Inspired by his presence the Persians fought worthily of their
warlike fame, and, even in falling, thinned the Spartan ranks.
At length the rash but gallant leader of the Asiatic armies
received a mortal wound--his skull was crushed in by a stone
from the hand of a Spartan. His chosen band, the boast of the
army, fell fighting around him, but his death was the general
signal of defeat and flight. Encumbered by their long robes, and
pressed by the relentless conquerors, the Persians fled in disorder
toward their camp, which was secured by wooden intrenchments, by
gates, and towers, and walls. Here, fortifying themselves as they
best might, they contended successfully, and with advantage,
against the Lacedæmonians, who were ill skilled in assault and
siege.

"Meanwhile the Athenians gained the victory on the plains over
the Greek allies of Mardonius, and now joined the Spartans at
the camp. The Athenians are said to have been better skilled in
the art of siege than the Spartans; yet at that time their
experience could scarcely have been greater. The Athenians were
at all times, however, of a more impetuous temper; and the men
who had 'run to the charge' at Marathon were not to be baffled
by the desperate remnant of their ancient foe. They scaled the
walls; they effected a breach through which the Tege'ans were
the first to rush; the Greeks poured fast and fierce into the
camp. Appalled, dismayed, stupefied by the suddenness and greatness
of their loss, the Persians no longer sustained their fame; they
dispersed in all directions, falling, as they fled, with a
prodigious slaughter, so that out of that mighty armament scarce
three thousand effected an escape."

But the final overthrow of the Persian hosts on the battle-field
of Platæa has an importance far greater than that of the
deliverance of the Greeks from immediate danger. Perhaps no other
event in ancient history has been so momentous in its consequences;
for what would have been the condition of Greece had she then
become a province of the Persian empire? The greatness which she
subsequently attained, and the glory and renown with which she
has filled the earth, would never have had an existence. Little
Greece sat at the gates of a continent, and denied an entrance to
the gorgeous barbarism of Asia. She determined that Europe should
not be Asiatic; that civilization should not sink into the abyss
of unmitigated despotism. She turned the tide of Persian
encroachment back across the Hellespont, and Alexander only
followed the refluent wave to the Indus.

"'Twas then," as SOUTHEY says,

"The fate
Of unborn ages hung upon the fray:
T'was at Platæa, in that awful hour
When Greece united smote the Persian's power.
For, had the Persian triumphed, then the spring
Of knowledge from that living source had ceased;
All would have fallen before the barbarous king--
Art, Science, Freedom: the despotic East,
Setting her mark upon the race subdued,
Had stamped them in the mould of sensual servitude."

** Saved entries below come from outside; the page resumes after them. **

//! Credit card account state during a simulation.
//!
//! Maintains the invariant: `balance >= 0` at all times.

use crate::error::{EngineError, Result};
use crate::money::{Money, Rate};

/// One credit card's mutable simulation state.
///
/// # Invariants
///
/// - `balance`, `annual_rate` and `min_payment` are never negative
/// - `balance` and `min_payment` start at or below [`Money::MAX_INPUT`]
/// - Once `balance` reaches zero the account is paid off and never
///   receives another payment
///
/// # Uncovered Interest
///
/// Interest accrued for a month is tracked separately in `interest_due` and
/// is paid before principal. If a payment does not cover all of it, the
/// remainder is simply not collected: it is not added to the balance.
#[derive(Debug, Clone)]
pub struct Account {
    /// Caller-supplied identifier. Absent for ad-hoc what-if calculations.
    pub id: Option<String>,

    /// Display label. Not used in computation.
    pub name: String,

    /// Outstanding principal.
    pub balance: Money,

    /// Annual percentage rate.
    pub annual_rate: Rate,

    /// Minimum monthly payment.
    pub min_payment: Money,

    /// Interest accrued this month and not yet paid.
    interest_due: Money,
}

/// How a single payment was split between interest and principal.
#[derive(Debug, Clone, Copy, PartialEq, Eq)]
pub struct AppliedPayment {
    /// Amount actually taken, after capping at what the account owed.
    pub amount: Money,

    /// Portion that covered this month's interest.
    pub interest: Money,

    /// Portion that reduced the balance.
    pub principal: Money,
}

impl Account {
    /// Creates an account from a caller snapshot.
    ///
    /// Returns [`EngineError::InvalidInput`] if any amount is negative or
    /// above [`Money::MAX_INPUT`] / [`Rate::max_input`].
    pub fn new(
        id: Option<String>,
        name: impl Into<String>,
        balance: Money,
        annual_rate: Rate,
        min_payment: Money,
    ) -> Result<Self> {
        let name = name.into();

        if balance < Money::ZERO {
            return Err(EngineError::InvalidInput(format!(
                "card '{}' has negative balance {}",
                name, balance
            )));
        }
        if annual_rate < Rate::ZERO {
            return Err(EngineError::InvalidInput(format!(
                "card '{}' has negative interest rate {}",
                name, annual_rate
            )));
        }
        if min_payment < Money::ZERO {
            return Err(EngineError::InvalidInput(format!(
                "card '{}' has negative minimum payment {}",
                name, min_payment
            )));
        }
        for (field, amount) in [("balance", balance), ("minimum payment", min_payment)] {
            if amount > Money::MAX_INPUT {
                return Err(EngineError::InvalidInput(format!(
                    "card '{}' {} {} exceeds the maximum of {}",
                    name,
                    field,
                    amount,
                    Money::MAX_INPUT
                )));
            }
        }
        if annual_rate > Rate::max_input() {
            return Err(EngineError::InvalidInput(format!(
                "card '{}' interest rate {} exceeds the maximum of {}",
                name,
                annual_rate,
                Rate::max_input()
            )));
        }

        Ok(Account {
            id,
            name,
            balance,
            annual_rate,
            min_payment,
            interest_due: Money::ZERO,
        })
    }

    /// Returns `true` once the balance has reached zero.
    pub fn is_paid_off(&self) -> bool {
        self.balance.is_zero()
    }

    /// Interest accrued this month and not yet paid.
    pub fn interest_due(&self) -> Money {
        self.interest_due
    }

    /// The most this account can accept this month: `balance + interest_due`.
    pub fn amount_owed(&self) -> Money {
        self.balance + self.interest_due
    }

    /// Accrues one month of interest on the current balance.
    ///
    /// Returns the interest accrued.
    pub fn accrue_interest(&mut self) -> Money {
        self.interest_due = self.balance.percent_of(self.annual_rate);
        self.interest_due
    }

    /// Applies a payment: interest first, then principal.
    ///
    /// The payment is capped at [`amount_owed`](Self::amount_owed); any excess
    /// is not taken. Interest left uncovered is dropped, not capitalised.
    pub fn apply_payment(&mut self, amount: Money) -> AppliedPayment {
        let amount = amount.max(Money::ZERO).min(self.amount_owed());
        let interest = amount.min(self.interest_due);
        let principal = amount - interest;

        self.balance = self.balance.sub_clamped(principal);
        self.interest_due = Money::ZERO;

        AppliedPayment {
            amount,
            interest,
            principal,
        }
    }
}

Furthermore, on this subject we subjoin the following reflections
from the author previously quoted:

"When the deluge of the Persian arms rolled back to its Eastern
bed, and the world was once more comparatively at rest, the
continent of Greece rose visibly and majestically above the rest
of the civilized earth. Afar in the Latian plains the infant
state of Rome was silently and obscurely struggling into strength
against the neighboring and petty states in which the old Etrurian
civilization was rapidly passing into decay. The genius of Gaul
and Germany, yet unredeemed from barbarism, lay scarce known,
save where colonized by Greeks, in the gloom of its woods and
wastes.

"The ambition of Persia, still the great monarchy of the world,
was permanently checked and crippled; the strength of generations
had been wasted, and the immense extent of the empire only served
yet more to sustain the general peace, from the exhaustion of
its forces. The defeat of Xerxes paralyzed the East. Thus Greece
was left secure, and at liberty to enjoy the tranquillity it had
acquired, and to direct to the arts of peace the novel and amazing
energies which had been prompted by the dangers and exalted by
the victories of war."

On the very day of the battle of Platæa the remains of the Persian
fleet which had escaped at Salamis, and which had been drawn
up on shore at Myc'a-le, on the coast of Ionia, were burned by
the Grecians; and Tigra'nes, the Persian commander of the land
forces, and forty thousand of his men, were slain. This was the
first signal blow struck by the Greek at the power of Persia on
the continent. "Lingering at Sardis," says BULWER, "Xerxes beheld
the scanty and exhausted remnants of his mighty force, the fugitives
of the fatal days of Mycale and Platæa. The army over which he
had wept in the zenith of his power had fulfilled the prediction
of his tears; and the armed might of Media and Egypt, of Lydia
and Assyria, was now no more!"

In one of the comedies of the Greek poet ARISTOPH'ANES, entitled
The Wasps, which is designed principally to satirize the passion
of the Athenians for the excitement of the law courts, there
occurs the following episode, that has for its basis the activity
of the Athenians at the battle of Platæa. We learn from this
episode that the appellation, the "Attic Wasp," had its origin
in the venomous persistence with which the Athenians, swarming
like wasps, stung the Persians in their retreat, after the defeat
of Mardonius. Occurring in a popular satirical comedy, it also
shows how readily any allusion to the famous victories of Greece
could be made to do service on popular occasions--an allusion
that the dramatist knew would awaken in the popular heart great
admiration for him and his work:

With torch and brand the Persian horde swept on from east to
west,
To storm the hives that we had stored, and smoke us from our
nest;
Then we laid our hand to spear and targe, and met him on his
path;
Shoulder to shoulder, close we stood, and bit our lips for wrath.
So fast and thick the arrows flew, that none might see the
heaven,
But the gods were on our side that day, and we bore them back
at even.
High o'er our heads, an omen good, we saw the owlet wheel,
And the Persian trousers in their backs felt the good Attic
steel.
Still as they fled we followed close, a swarm of vengeful foes,
And stung them where we chanced to light, on cheek, and lip,
and nose.
So to this day, barbarians say, when whispered far or near,
More than all else the ATTIC WASP is still a name of fear.
--Trans. by W. LUCAS COLLINS.




CHAPTER X.

THE RISE AND GROWTH OF THE ATHENIAN EMPIRE.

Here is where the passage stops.